§ **What you need to do**:
The number of lines below that contain the word "RwLock" is all that the answer should hold.
▬▬▬
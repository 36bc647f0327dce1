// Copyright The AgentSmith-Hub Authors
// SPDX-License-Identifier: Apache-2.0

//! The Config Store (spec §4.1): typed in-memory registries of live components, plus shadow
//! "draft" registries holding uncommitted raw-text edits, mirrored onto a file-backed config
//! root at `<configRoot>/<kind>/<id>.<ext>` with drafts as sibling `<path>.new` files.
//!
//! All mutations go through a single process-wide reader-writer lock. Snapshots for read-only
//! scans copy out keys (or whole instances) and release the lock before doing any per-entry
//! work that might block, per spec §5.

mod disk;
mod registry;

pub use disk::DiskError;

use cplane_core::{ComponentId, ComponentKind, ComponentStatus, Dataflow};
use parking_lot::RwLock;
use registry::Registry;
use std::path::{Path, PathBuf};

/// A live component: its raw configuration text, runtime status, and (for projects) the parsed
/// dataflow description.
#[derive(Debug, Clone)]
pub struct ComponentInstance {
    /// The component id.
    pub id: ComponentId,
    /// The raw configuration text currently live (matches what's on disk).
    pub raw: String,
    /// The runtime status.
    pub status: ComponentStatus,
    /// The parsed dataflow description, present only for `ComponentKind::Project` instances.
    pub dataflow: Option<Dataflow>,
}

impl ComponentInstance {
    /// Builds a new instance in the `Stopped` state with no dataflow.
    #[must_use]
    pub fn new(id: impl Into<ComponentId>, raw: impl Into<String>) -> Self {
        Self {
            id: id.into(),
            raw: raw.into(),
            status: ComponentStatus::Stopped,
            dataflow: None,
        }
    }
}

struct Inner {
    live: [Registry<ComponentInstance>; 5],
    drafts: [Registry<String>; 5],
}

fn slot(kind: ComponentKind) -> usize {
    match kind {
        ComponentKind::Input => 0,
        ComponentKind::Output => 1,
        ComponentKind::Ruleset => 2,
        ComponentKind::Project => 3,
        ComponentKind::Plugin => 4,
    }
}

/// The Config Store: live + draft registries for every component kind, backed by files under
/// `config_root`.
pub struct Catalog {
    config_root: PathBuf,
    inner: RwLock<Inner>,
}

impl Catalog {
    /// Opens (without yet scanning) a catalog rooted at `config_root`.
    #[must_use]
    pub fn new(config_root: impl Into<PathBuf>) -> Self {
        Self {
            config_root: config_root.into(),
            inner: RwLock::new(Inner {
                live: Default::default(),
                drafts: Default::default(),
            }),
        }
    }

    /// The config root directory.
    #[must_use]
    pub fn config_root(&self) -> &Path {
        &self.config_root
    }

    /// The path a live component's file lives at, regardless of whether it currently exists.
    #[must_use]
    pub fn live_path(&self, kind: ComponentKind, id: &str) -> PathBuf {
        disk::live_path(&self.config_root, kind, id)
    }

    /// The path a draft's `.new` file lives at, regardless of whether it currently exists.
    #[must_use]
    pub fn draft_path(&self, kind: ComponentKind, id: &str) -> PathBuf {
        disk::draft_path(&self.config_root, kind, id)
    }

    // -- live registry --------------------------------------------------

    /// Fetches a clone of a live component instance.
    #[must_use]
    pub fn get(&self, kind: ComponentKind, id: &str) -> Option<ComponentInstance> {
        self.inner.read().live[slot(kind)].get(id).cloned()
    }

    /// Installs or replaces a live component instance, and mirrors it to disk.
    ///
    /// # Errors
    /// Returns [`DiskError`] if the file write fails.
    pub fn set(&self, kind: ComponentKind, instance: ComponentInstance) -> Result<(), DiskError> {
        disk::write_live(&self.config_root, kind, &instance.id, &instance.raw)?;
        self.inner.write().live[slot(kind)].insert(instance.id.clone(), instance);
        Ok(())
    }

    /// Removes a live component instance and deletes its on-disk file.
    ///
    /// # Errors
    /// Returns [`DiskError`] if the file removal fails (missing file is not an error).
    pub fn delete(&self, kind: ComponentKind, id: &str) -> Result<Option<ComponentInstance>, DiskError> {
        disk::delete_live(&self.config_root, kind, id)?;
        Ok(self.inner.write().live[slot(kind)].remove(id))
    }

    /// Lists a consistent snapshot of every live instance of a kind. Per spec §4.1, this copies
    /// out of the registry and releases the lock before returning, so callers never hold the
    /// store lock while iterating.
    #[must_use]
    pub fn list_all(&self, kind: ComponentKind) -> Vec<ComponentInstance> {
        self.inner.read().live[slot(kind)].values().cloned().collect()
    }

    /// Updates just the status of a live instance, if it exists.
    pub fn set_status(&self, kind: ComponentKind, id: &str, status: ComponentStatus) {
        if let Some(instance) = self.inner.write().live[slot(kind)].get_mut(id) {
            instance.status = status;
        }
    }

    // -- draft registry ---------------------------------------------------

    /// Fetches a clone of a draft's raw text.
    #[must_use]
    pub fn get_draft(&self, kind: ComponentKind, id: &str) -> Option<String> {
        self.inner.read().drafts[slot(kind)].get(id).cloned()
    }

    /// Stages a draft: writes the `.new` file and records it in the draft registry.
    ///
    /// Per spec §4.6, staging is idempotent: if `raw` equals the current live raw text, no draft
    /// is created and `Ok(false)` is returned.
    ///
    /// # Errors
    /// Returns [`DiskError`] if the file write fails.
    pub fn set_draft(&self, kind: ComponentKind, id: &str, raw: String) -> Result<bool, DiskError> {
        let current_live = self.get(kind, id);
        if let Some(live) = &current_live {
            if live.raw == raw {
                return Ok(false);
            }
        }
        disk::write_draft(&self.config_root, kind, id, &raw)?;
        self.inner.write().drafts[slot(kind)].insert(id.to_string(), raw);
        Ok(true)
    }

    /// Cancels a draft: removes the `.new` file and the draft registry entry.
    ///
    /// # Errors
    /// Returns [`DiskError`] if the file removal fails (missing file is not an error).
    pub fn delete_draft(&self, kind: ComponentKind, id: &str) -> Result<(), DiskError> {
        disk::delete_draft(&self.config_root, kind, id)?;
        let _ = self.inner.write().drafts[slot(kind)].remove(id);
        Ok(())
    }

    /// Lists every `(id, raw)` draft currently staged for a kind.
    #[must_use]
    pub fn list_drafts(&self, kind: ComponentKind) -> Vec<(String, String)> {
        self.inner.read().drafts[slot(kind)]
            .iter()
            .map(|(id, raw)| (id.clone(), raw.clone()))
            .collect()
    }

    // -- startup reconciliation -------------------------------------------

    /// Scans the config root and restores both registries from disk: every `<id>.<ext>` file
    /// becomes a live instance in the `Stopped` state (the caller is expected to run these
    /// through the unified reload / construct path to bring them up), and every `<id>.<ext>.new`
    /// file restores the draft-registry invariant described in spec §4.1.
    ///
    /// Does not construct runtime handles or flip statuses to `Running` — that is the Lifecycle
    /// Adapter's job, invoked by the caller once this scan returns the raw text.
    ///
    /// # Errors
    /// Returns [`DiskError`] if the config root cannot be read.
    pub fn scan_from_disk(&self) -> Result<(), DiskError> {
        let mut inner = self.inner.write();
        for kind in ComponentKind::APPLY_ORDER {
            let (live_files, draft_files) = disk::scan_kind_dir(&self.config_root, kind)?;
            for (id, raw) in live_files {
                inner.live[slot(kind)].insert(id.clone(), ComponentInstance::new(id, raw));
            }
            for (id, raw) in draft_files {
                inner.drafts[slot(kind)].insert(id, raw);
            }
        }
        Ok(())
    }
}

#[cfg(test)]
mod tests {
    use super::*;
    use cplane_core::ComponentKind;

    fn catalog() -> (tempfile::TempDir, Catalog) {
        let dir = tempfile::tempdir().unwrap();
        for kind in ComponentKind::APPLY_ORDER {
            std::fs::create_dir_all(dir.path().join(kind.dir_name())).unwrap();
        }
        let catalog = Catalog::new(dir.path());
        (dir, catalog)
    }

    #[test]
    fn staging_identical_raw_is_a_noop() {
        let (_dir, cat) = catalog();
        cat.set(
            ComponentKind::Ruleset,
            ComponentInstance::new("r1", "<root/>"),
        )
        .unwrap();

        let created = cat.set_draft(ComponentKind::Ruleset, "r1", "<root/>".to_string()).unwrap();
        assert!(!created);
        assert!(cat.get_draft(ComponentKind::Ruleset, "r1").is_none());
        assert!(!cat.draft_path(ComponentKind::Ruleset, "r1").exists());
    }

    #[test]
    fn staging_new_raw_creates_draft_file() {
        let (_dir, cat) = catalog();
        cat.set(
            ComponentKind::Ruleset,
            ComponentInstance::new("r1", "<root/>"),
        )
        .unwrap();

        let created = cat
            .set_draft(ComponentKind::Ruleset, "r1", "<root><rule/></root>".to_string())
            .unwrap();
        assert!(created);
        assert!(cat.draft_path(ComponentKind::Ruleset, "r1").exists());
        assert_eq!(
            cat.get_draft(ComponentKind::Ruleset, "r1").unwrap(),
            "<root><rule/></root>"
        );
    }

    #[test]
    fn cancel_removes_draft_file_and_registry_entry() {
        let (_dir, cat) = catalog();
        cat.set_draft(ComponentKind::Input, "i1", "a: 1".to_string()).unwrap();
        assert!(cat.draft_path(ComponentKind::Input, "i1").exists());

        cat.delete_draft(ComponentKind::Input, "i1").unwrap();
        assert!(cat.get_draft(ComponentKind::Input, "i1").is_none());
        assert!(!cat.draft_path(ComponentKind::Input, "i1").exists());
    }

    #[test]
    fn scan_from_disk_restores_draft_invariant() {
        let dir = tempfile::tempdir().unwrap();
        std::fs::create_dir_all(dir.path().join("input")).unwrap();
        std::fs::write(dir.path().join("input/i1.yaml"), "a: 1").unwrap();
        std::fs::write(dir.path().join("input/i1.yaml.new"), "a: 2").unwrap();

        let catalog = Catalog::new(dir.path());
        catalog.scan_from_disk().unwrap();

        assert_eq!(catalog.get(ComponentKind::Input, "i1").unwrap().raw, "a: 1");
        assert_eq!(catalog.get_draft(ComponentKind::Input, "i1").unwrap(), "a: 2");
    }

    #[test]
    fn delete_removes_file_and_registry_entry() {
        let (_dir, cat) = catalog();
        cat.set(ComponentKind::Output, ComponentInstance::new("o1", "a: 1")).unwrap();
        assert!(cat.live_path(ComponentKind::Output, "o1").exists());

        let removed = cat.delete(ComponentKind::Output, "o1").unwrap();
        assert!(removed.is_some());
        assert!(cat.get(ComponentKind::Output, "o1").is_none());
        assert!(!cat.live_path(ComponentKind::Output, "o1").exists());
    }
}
▬▬▬
§ **Result of this task**:
3